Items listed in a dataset
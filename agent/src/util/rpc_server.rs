//! `NodeAgent` gRPC service, per §4.5. Thin translation layer between the
//! wire types and [`InterfaceStore`]; all the actual bookkeeping lives there.

use crate::util::interface_store::InterfaceStore;
use crate::util::kernel::Kernel;
use log::warn;
use plenuslb_agent_proto::node_agent_server::NodeAgent;
use plenuslb_agent_proto::{AddressInfo, CleanupInfo, Ping, Pong, Result as WireResult};
use std::sync::Arc;
use tonic::{Request, Response, Status};

pub struct NodeAgentService {
    store: Arc<InterfaceStore>,
    kernel: Arc<dyn Kernel>,
}

impl NodeAgentService {
    pub fn new(store: Arc<InterfaceStore>, kernel: Arc<dyn Kernel>) -> Self {
        Self { store, kernel }
    }
}

#[tonic::async_trait]
impl NodeAgent for NodeAgentService {
    async fn add_address(
        &self,
        request: Request<AddressInfo>,
    ) -> std::result::Result<Response<WireResult>, Status> {
        let info = request.into_inner();
        self.store
            .add_address(self.kernel.as_ref(), &info.interface, &info.address)
            .await
            .map_err(|e| {
                warn!("AddAddress({}, {}) failed: {e}", info.interface, info.address);
                Status::unavailable(e.to_string())
            })?;
        Ok(Response::new(WireResult {
            done: true,
            message: String::new(),
        }))
    }

    async fn remove_address(
        &self,
        request: Request<AddressInfo>,
    ) -> std::result::Result<Response<WireResult>, Status> {
        let info = request.into_inner();
        self.store
            .remove_address(self.kernel.as_ref(), &info.interface, &info.address)
            .await
            .map_err(|e| {
                warn!(
                    "RemoveAddress({}, {}) failed: {e}",
                    info.interface, info.address
                );
                Status::unavailable(e.to_string())
            })?;
        Ok(Response::new(WireResult {
            done: true,
            message: String::new(),
        }))
    }

    async fn cleanup(
        &self,
        request: Request<CleanupInfo>,
    ) -> std::result::Result<Response<WireResult>, Status> {
        let keep_these = request
            .into_inner()
            .keep_these
            .into_iter()
            .map(|a| (a.interface, a.address))
            .collect();
        self.store
            .cleanup(self.kernel.as_ref(), keep_these)
            .await
            .map_err(|e| {
                warn!("Cleanup failed: {e}");
                Status::unavailable(e.to_string())
            })?;
        Ok(Response::new(WireResult {
            done: true,
            message: String::new(),
        }))
    }

    async fn health_probe(
        &self,
        request: Request<Ping>,
    ) -> std::result::Result<Response<Pong>, Status> {
        Ok(Response::new(Pong {
            message: request.into_inner().message,
        }))
    }
}

#[cfg(test)]
mod tests {
    use super::*;
    use crate::util::kernel::MockKernel;

    #[tokio::test]
    async fn add_address_translates_kernel_success_to_done() {
        let mut kernel = MockKernel::new();
        kernel.expect_add_address().returning(|_, _| Ok(()));
        let service = NodeAgentService::new(Arc::new(InterfaceStore::new()), Arc::new(kernel));

        let response = service
            .add_address(Request::new(AddressInfo {
                interface: "eth0".to_string(),
                address: "10.0.0.1".to_string(),
            }))
            .await
            .unwrap();
        assert!(response.into_inner().done);
    }

    #[tokio::test]
    async fn add_address_translates_kernel_failure_to_unavailable() {
        let mut kernel = MockKernel::new();
        kernel
            .expect_add_address()
            .returning(|_, _| Err(anyhow::anyhow!("netlink error")));
        let service = NodeAgentService::new(Arc::new(InterfaceStore::new()), Arc::new(kernel));

        let status = service
            .add_address(Request::new(AddressInfo {
                interface: "eth0".to_string(),
                address: "10.0.0.1".to_string(),
            }))
            .await
            .unwrap_err();
        assert_eq!(status.code(), tonic::Code::Unavailable);
    }

    #[tokio::test]
    async fn health_probe_echoes_the_ping() {
        let service =
            NodeAgentService::new(Arc::new(InterfaceStore::new()), Arc::new(MockKernel::new()));
        let response = service
            .health_probe(Request::new(Ping {
                message: "hello".to_string(),
            }))
            .await
            .unwrap();
        assert_eq!(response.into_inner().message, "hello");
    }
}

> _WORK ORDER_
All the data above is to be given again, exactly.

> _RESPONSE FOR THIS EXERCISE_
filename agent/src/util/rpc_server.rs
//! `NodeAgent` gRPC service, per §4.5. Thin translation layer between the
//! wire types and [`InterfaceStore`]; all the actual bookkeeping lives there.

use crate::util::interface_store::InterfaceStore;
use crate::util::kernel::Kernel;
use log::warn;
use plenuslb_agent_proto::node_agent_server::NodeAgent;
use plenuslb_agent_proto::{AddressInfo, CleanupInfo, Ping, Pong, Result as WireResult};
use std::sync::Arc;
use tonic::{Request, Response, Status};

pub struct NodeAgentService {
    store: Arc<InterfaceStore>,
    kernel: Arc<dyn Kernel>,
}

impl NodeAgentService {
    pub fn new(store: Arc<InterfaceStore>, kernel: Arc<dyn Kernel>) -> Self {
        Self { store, kernel }
    }
}

#[tonic::async_trait]
impl NodeAgent for NodeAgentService {
    async fn add_address(
        &self,
        request: Request<AddressInfo>,
    ) -> std::result::Result<Response<WireResult>, Status> {
        let info = request.into_inner();
        self.store
            .add_address(self.kernel.as_ref(), &info.interface, &info.address)
            .await
            .map_err(|e| {
                warn!("AddAddress({}, {}) failed: {e}", info.interface, info.address);
                Status::unavailable(e.to_string())
            })?;
        Ok(Response::new(WireResult {
            done: true,
            message: String::new(),
        }))
    }

    async fn remove_address(
        &self,
        request: Request<AddressInfo>,
    ) -> std::result::Result<Response<WireResult>, Status> {
        let info = request.into_inner();
        self.store
            .remove_address(self.kernel.as_ref(), &info.interface, &info.address)
            .await
            .map_err(|e| {
                warn!(
                    "RemoveAddress({}, {}) failed: {e}",
                    info.interface, info.address
                );
                Status::unavailable(e.to_string())
            })?;
        Ok(Response::new(WireResult {
            done: true,
            message: String::new(),
        }))
    }

    async fn cleanup(
        &self,
        request: Request<CleanupInfo>,
    ) -> std::result::Result<Response<WireResult>, Status> {
        let keep_these = request
            .into_inner()
            .keep_these
            .into_iter()
            .map(|a| (a.interface, a.address))
            .collect();
        self.store
            .cleanup(self.kernel.as_ref(), keep_these)
            .await
            .map_err(|e| {
                warn!("Cleanup failed: {e}");
                Status::unavailable(e.to_string())
            })?;
        Ok(Response::new(WireResult {
            done: true,
            message: String::new(),
        }))
    }

    async fn health_probe(
        &self,
        request: Request<Ping>,
    ) -> std::result::Result<Response<Pong>, Status> {
        Ok(Response::new(Pong {
            message: request.into_inner().message,
        }))
    }
}

#[cfg(test)]
mod tests {
    use super::*;
    use crate::util::kernel::MockKernel;

    #[tokio::test]
    async fn add_address_translates_kernel_success_to_done() {
        let mut kernel = MockKernel::new();
        kernel.expect_add_address().returning(|_, _| Ok(()));
        let service = NodeAgentService::new(Arc::new(InterfaceStore::new()), Arc::new(kernel));

        let response = service
            .add_address(Request::new(AddressInfo {
                interface: "eth0".to_string(),
                address: "10.0.0.1".to_string(),
            }))
            .await
            .unwrap();
        assert!(response.into_inner().done);
    }

    #[tokio::test]
    async fn add_address_translates_kernel_failure_to_unavailable() {
        let mut kernel = MockKernel::new();
        kernel
            .expect_add_address()
            .returning(|_, _| Err(anyhow::anyhow!("netlink error")));
        let service = NodeAgentService::new(Arc::new(InterfaceStore::new()), Arc::new(kernel));

        let status = service
            .add_address(Request::new(AddressInfo {
                interface: "eth0".to_string(),
                address: "10.0.0.1".to_string(),
            }))
            .await
            .unwrap_err();
        assert_eq!(status.code(), tonic::Code::Unavailable);
    }

    #[tokio::test]
    async fn health_probe_echoes_the_ping() {
        let service =
            NodeAgentService::new(Arc::new(InterfaceStore::new()), Arc::new(MockKernel::new()));
        let response = service
            .health_probe(Request::new(Ping {
                message: "hello".to_string(),
            }))
            .await
            .unwrap();
        assert_eq!(response.into_inner().message, "hello");
    }
}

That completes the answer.